## Task statement
State the number of lines that hold "expected" in the records below, with no other words.

## Excerpted records
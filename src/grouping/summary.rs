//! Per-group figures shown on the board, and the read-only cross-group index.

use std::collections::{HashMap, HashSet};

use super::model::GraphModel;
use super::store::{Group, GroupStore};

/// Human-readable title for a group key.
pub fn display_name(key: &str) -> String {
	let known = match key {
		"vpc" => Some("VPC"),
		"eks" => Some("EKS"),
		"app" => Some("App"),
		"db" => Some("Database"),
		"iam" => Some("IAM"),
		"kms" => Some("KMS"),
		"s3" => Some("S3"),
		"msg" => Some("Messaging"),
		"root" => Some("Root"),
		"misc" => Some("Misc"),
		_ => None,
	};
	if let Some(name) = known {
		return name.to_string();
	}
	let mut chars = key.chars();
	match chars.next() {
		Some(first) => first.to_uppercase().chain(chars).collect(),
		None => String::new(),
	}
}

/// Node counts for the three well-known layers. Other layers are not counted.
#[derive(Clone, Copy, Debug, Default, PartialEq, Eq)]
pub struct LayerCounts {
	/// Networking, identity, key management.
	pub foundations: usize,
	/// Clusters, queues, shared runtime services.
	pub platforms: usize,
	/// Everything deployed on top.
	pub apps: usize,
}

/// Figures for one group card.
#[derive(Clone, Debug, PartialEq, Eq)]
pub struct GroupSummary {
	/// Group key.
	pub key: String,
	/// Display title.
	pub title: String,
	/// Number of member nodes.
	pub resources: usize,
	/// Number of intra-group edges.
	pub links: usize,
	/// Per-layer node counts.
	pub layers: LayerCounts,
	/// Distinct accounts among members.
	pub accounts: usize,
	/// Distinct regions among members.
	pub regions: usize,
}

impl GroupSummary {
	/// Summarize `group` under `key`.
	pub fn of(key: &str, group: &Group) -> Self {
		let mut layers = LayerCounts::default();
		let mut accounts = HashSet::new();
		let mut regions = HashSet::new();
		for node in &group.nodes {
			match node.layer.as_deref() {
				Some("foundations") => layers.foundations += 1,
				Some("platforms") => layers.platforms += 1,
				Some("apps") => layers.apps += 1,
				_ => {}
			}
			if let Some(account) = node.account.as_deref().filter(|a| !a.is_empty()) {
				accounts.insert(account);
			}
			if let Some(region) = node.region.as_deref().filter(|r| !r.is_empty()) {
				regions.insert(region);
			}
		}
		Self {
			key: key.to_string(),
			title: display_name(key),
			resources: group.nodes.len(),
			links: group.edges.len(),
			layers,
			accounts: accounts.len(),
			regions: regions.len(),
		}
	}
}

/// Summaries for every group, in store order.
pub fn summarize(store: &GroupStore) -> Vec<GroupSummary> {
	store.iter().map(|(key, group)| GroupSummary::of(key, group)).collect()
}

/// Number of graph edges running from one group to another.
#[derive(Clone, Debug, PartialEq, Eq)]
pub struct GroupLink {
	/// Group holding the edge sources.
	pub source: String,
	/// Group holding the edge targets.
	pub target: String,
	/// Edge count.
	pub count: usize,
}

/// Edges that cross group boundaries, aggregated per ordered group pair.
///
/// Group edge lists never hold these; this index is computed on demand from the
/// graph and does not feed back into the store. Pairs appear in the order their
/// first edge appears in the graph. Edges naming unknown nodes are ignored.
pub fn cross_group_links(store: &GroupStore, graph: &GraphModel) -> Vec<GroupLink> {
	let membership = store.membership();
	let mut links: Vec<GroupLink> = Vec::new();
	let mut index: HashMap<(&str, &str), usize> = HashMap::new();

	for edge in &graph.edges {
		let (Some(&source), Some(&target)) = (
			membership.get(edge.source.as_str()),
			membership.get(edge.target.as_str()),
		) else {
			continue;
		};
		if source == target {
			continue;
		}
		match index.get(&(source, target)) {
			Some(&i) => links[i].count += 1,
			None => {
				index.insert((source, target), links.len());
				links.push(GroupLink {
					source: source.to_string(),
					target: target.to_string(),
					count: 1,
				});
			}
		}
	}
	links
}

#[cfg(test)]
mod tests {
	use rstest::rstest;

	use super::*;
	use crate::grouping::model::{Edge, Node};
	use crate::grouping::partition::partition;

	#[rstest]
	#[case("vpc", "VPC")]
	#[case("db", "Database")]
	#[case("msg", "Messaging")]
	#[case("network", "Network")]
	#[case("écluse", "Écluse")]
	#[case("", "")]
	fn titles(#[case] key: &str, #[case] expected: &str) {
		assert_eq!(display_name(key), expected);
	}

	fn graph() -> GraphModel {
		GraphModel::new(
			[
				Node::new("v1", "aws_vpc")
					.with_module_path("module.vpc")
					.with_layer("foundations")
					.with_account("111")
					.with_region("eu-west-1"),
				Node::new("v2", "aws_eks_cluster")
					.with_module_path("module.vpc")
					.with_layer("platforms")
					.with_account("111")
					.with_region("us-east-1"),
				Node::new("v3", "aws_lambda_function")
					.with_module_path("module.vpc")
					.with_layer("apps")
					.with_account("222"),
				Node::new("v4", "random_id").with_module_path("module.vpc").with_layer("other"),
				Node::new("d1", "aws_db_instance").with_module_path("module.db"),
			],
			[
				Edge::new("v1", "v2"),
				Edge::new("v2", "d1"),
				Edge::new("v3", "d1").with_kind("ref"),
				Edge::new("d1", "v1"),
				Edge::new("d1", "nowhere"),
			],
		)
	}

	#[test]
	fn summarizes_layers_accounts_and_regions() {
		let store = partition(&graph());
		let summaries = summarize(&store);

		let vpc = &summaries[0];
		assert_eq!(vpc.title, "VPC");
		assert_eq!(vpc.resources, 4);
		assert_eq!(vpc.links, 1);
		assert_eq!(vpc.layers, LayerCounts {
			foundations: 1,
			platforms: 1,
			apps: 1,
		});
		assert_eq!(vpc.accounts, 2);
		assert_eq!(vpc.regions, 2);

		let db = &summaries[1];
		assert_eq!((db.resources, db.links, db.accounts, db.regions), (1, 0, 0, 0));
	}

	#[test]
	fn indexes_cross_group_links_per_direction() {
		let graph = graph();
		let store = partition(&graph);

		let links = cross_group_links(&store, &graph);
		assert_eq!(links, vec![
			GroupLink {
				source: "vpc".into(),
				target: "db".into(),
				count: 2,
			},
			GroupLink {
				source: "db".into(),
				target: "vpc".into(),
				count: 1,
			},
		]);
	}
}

## Final answer
2